Записки о виденном и слышанном - страница 9



Конечно, очевидно, что, будь я сильнее, т. е. будь во мне талант, я вышла бы победительницей, теперь же мне остается только вспоминать себя, читая дневники Марии Башкирцевой, и думать с грустью:

Auch ich war in Arkadien gebohren!3

Какая гнусная фраза: «Не в деньгах счастье», или «бедность не порок!» Хуже всякого порока: высшая степень уродства, зловонное гниение красоты, истины и добродетели.

Иногда приходит в голову мысль: «А может быть, еще не все пропало». Но какая она бледная и вялая! Как не похожа на прежнюю: «Я буду, я совершу»! Да и цель как измельчала, планы сузились: «русский Кант», «создатель философского института»4 и… и… «что-нибудь, все равно что», а в крайнем случае и ничего, лишь бы… даже язык не поворачивается кончать…

Часто хочется воскликнуть с упованием: «Господи, помоги мне!», но где Господь? У меня уже нет Бога. Никакого. И некому мне помочь…

18/IV 1911 г. Возможна ли для человека полная откровенность с самим собой? Изредка. А с бумагой? Думаю, что почти никогда. Почти придется разве что на долю Руссо, да и то потому, что он писал свои «Confessions», когда был уже Руссо и знал, что все, что касается Руссо, интересно и найдет свое оправдание, пожалуй, даже красоту5.

И каждый человек пишет и говорит о себе только то, что считает в себе умным или по крайней мере красивым; все остальное умалчивается. Разве какая-нибудь простодушная душа будет вести свой дневник мысль за мыслью, «не мудрствуя лукаво»; да и то в том только случае, если она не умна; умная же всегда найдет выбор, хотя бы инстинктивно.

И Мария Башкирцева вовсе не откровенна: она упоминает только о том, что считает в себе особенно замечательным. А по тому, что человек считает умным, красивым, замечательным, узнается, насколько он умен, красив и замечателен.

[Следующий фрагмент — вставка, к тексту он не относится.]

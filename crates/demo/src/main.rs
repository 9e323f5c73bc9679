//! Demo application for `plain-http`.
//!
//! ```text
//! plain-http-demo [PORT] [--log-level LEVEL]
//! ```
//!
//! Serves an HTML form on every GET and echoes the posted body on POST. The process keeps
//! serving until it is killed; it exits with a failure code if the port can't be bound.

mod form;

use std::process::ExitCode;
use std::sync::Arc;

use clap::Parser;
use tracing::{Level, error, info};
use tracing_subscriber::FmtSubscriber;

use crate::form::FormHandler;

#[derive(Debug, Parser)]
#[command(name = "plain-http-demo", version, about = "Serve a small HTML form over HTTP/1.0")]
struct Cli {
    /// TCP port to listen on
    #[arg(default_value_t = 8080)]
    port: u16,

    /// Maximum log level
    #[arg(long, default_value_t = Level::INFO)]
    log_level: Level,
}

#[tokio::main]
async fn main() -> ExitCode {
    let cli = Cli::parse();

    let subscriber = FmtSubscriber::builder().with_max_level(cli.log_level).finish();
    tracing::subscriber::set_global_default(subscriber).expect("setting default subscriber failed");

    info!(port = cli.port, "starting demo server");
    match plain_http::server::start(cli.port, Arc::new(FormHandler)).await {
        Ok(()) => ExitCode::SUCCESS,
        Err(e) => {
            error!(cause = %e, "bind server error");
            ExitCode::FAILURE
        }
    }
}

#[cfg(test)]
mod tests {
    use super::*;

    #[test]
    fn port_defaults_to_8080() {
        let cli = Cli::try_parse_from(["plain-http-demo"]).unwrap();
        assert_eq!(cli.port, 8080);
        assert_eq!(cli.log_level, Level::INFO);
    }

    #[test]
    fn port_from_positional_argument() {
        let cli = Cli::try_parse_from(["plain-http-demo", "9090", "--log-level", "debug"]).unwrap();
        assert_eq!(cli.port, 9090);
        assert_eq!(cli.log_level, Level::DEBUG);
    }

    #[test]
    fn port_out_of_range_is_rejected() {
        assert!(Cli::try_parse_from(["plain-http-demo", "70000"]).is_err());
    }
}
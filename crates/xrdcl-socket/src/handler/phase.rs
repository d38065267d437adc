//! The eight lifecycle states and the read/write sub-driver slots.

use crate::drivers::{HsReader, HsWriter, MsgReader, MsgWriter};

/// `SocketHandler` lifecycle state.
///
/// `TlsHandshaking` covers both the initial handshake's TLS hand-off and a
/// mid-stream renegotiation: the two differ only in what phase is resumed
/// on `Ok`, which is tracked separately via `SocketHandler::handshake_info`
/// rather than as two enum variants, since both ultimately resume `Ready`.
#[derive(Debug, Clone, Copy, PartialEq, Eq)]
pub enum Phase {
    Idle,
    Connecting,
    Handshaking,
    TlsHandshaking,
    HandshakeWait,
    Ready,
    Closing,
    Closed,
}

impl Phase {
    pub fn name(&self) -> &'static str {
        match self {
            Self::Idle => "idle",
            Self::Connecting => "connecting",
            Self::Handshaking => "handshaking",
            Self::TlsHandshaking => "tls_handshaking",
            Self::HandshakeWait => "handshake_wait",
            Self::Ready => "ready",
            Self::Closing => "closing",
            Self::Closed => "closed",
        }
    }
}

/// At most one of these is installed at a time, or none before TCP-connect.
pub enum ReadSlot {
    Hs(HsReader),
    Msg(MsgReader),
}

/// Symmetric with `ReadSlot`: at most one write driver installed at a time.
pub enum WriteSlot {
    Hs(HsWriter),
    Msg(MsgWriter),
}
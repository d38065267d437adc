//! Manual smoke-test binary: connects to a real address, runs a trivial
//! one-step handshake, and logs every callback. Not part of the crate's
//! public contract.
//!
//! ```text
//! RUST_LOG=debug cargo run --bin dial -- 127.0.0.1:1094
//! ```

use async_trait::async_trait;
use bytes::Bytes;
use std::env;
use std::net::SocketAddr;
use std::sync::Arc;
use std::time::Duration;
use tracing::info;
use xrdcl_proto::transport::MessageFramer;
use xrdcl_proto::{HandShakeData, HandShakeStep, Message, TransportHandler, XrdStatus};
use xrdcl_socket::{ConnectParams, ConnectRequest, HandshakeInfo, SocketHandler, Stream};

struct NoopFramer;

impl MessageFramer for NoopFramer {
    fn parse_handshake_frame(&self, buf: &[u8]) -> Result<Option<(Message, usize)>, XrdStatus> {
        if buf.is_empty() {
            return Ok(None);
        }
        let len = buf.len();
        Ok(Some((Message::new(0, Bytes::copy_from_slice(buf)), len)))
    }

    fn parse_message(&self, buf: &[u8]) -> Result<Option<(Message, usize)>, XrdStatus> {
        self.parse_handshake_frame(buf)
    }

    fn encode_message(&self, msg: &Message) -> Bytes {
        msg.payload.clone()
    }
}

struct EchoTransport {
    framer: NoopFramer,
}

impl TransportHandler for EchoTransport {
    type ChannelData = ();

    fn handshake_init(&self, _channel_data: &(), hs: &mut HandShakeData) {
        hs.out = Some(Bytes::from_static(b"hello"));
    }

    fn handshake_next(
        &self,
        _channel_data: &(),
        _hs: &mut HandShakeData,
    ) -> Result<HandShakeStep, XrdStatus> {
        Ok(HandShakeStep::Done)
    }

    fn needs_tls(&self, _channel_data: &()) -> bool {
        false
    }

    fn is_wait_response(&self, _msg: &Message) -> Option<Duration> {
        None
    }

    fn framer(&self) -> &dyn MessageFramer {
        &self.framer
    }
}

struct LoggingStream;

#[async_trait]
impl Stream for LoggingStream {
    async fn on_connect(&self, result: Result<(), XrdStatus>) {
        info!(?result, "on_connect");
    }

    async fn on_handshake_done(&self, info: HandshakeInfo) {
        info!(?info, "on_handshake_done");
    }

    async fn on_incoming_message(&self, msg: Message) {
        info!(len = msg.len(), "on_incoming_message");
    }

    async fn on_ready_to_write(&self) -> Option<Message> {
        None
    }

    async fn on_read_timeout(&self, idle: Duration) {
        info!(?idle, "on_read_timeout");
    }

    async fn on_write_timeout(&self, idle: Duration) {
        info!(?idle, "on_write_timeout");
    }

    async fn on_fault(&self, status: XrdStatus) {
        info!(%status, "on_fault");
    }
}

#[tokio::main]
async fn main() -> anyhow::Result<()> {
    tracing_subscriber::fmt()
        .with_env_filter(tracing_subscriber::EnvFilter::from_default_env())
        .init();

    let addr: SocketAddr = env::args()
        .nth(1)
        .ok_or_else(|| anyhow::anyhow!("usage: dial <host:port>"))?
        .parse()?;

    let transport = Arc::new(EchoTransport { framer: NoopFramer });
    let request = ConnectRequest::new(addr, addr.to_string(), transport, (), ConnectParams::default());
    let stream = Arc::new(LoggingStream);
    let handle = SocketHandler::spawn(request, stream);

    tokio::time::sleep(Duration::from_secs(5)).await;
    handle.close().await;
    Ok(())
}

20/IV 1911 г. Дождь… дождь… дождь… без отдыху, без просыпу с тех самых пор, как перестал идти снег. И как на небесах лежит серая пелена, не позволяющая глазу пробиться сквозь нее в беспредельную голубизну тверди, так и на мозгах лежит какой-то удушливый колпак, не дающий к ним доступа ни одной светлой мысли, ни одному чистому образу. Ни из головы ничего не выходит, ни до мозга ничего не достигает извне: человек разъединен с миром и при этом придавлен еще чем-то тяжелым. О, как знакомо мне это состояние, не раз упоминаемое Гоголем в письмах! И не из‑за одного только дождя наступает оно…

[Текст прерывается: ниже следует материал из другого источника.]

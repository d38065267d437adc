//! `TransportHandler` — protocol-specific policy injected into the socket
//! core: handshake framing/semantics, TLS requirement, and message framing.
//!
//! Deliberately synchronous: all of this is CPU-bound decoding over bytes
//! the sub-drivers have already read off the wire non-blockingly. No network
//! I/O is performed here.

use crate::handshake::{HandShakeData, HandShakeStep};
use crate::message::Message;
use crate::status::XrdStatus;
use std::time::Duration;

/// Protocol policy for one channel (one physical connection's lifetime).
///
/// Stateless across connections except through `ChannelData`, matching the
/// source's `AnyObject *pChannelData` — one instance is shared by every
/// sub-stream of a channel, `ChannelData` carries whatever per-channel state
/// the protocol needs (e.g. negotiated protocol version).
pub trait TransportHandler: Send + Sync {
    type ChannelData: Send + Sync;

    /// Populate the initial outbound handshake frame.
    fn handshake_init(&self, channel_data: &Self::ChannelData, hs: &mut HandShakeData);

    /// Advance the handshake by one step given the frame the HS reader just
    /// assembled. On `Continue`, `hs.out` must be populated with the next
    /// outbound frame before returning.
    fn handshake_next(
        &self,
        channel_data: &Self::ChannelData,
        hs: &mut HandShakeData,
    ) -> Result<HandShakeStep, XrdStatus>;

    /// Whether the negotiated transport requires a TLS session before any
    /// application message may cross the wire.
    fn needs_tls(&self, channel_data: &Self::ChannelData) -> bool;

    /// If `msg` is a "wait N seconds, retry" handshake response, the wait
    /// duration; `None` otherwise.
    fn is_wait_response(&self, msg: &Message) -> Option<Duration>;

    /// Framing/decoding policy for the four I/O sub-drivers.
    fn framer(&self) -> &dyn MessageFramer;
}

/// Decoding policy for both handshake frames and protocol messages.
///
/// Each `parse_*` call attempts to consume a complete unit from the front of
/// `buf`; returning `Ok(None)` means "need more bytes," never a partial
/// result — sub-drivers own buffering, the framer only ever sees the bytes
/// accumulated so far.
pub trait MessageFramer: Send + Sync {
    /// Parse one handshake frame. Returns the frame and the number of bytes
    /// of `buf` it consumed.
    fn parse_handshake_frame(&self, buf: &[u8]) -> Result<Option<(Message, usize)>, XrdStatus>;

    /// Parse one protocol message. A structural violation in a framed-status
    /// response must surface as `XrdStatus::HeaderCorrupted`, never as
    /// `Ok(None)` — that distinction is what lets the handler tell "need
    /// more bytes" apart from "this connection is unrecoverable."
    fn parse_message(&self, buf: &[u8]) -> Result<Option<(Message, usize)>, XrdStatus>;

    /// Encode an outbound protocol message onto the wire.
    fn encode_message(&self, msg: &Message) -> bytes::Bytes;
}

Удивительно, до чего я все-таки изменилась: совсем точно другим человеком стала. Выслушивала ли я когда-нибудь от кого-нибудь такие вещи, какие говорит мне Малов6? Допускала ли когда-нибудь кого-нибудь до такой степени близости с собой, когда все от него проглатываешь более или менее спокойно? Это было бы понятно еще в том случае, если бы я очень любила этого человека, но ведь ничего подобного нет. Я к нему привязана, правда; но между нами такая масса взаимного непонимания в самых как мелких, так и крупных вопросах, такая огромная разница вкусов, настроения, способа мышления, что только его безграничная доброта и его хорошее чувство ко мне могли сгладить лежащую между нами пропасть и настолько приблизить меня к нему, что я выслушиваю от него положительно все.

Недавно он сказал мне вещь, сильно меня оскорбившую и как женщину, и как человека; и когда я дала ему понять, что между нами не может быть больше прежних дружеских отношений, он так жалобно на меня посмотрел и с такой болью сказал: «Значит, вы меня прогоняете?» – что у меня не хватило силы настоять на своем, и злость моя потухла.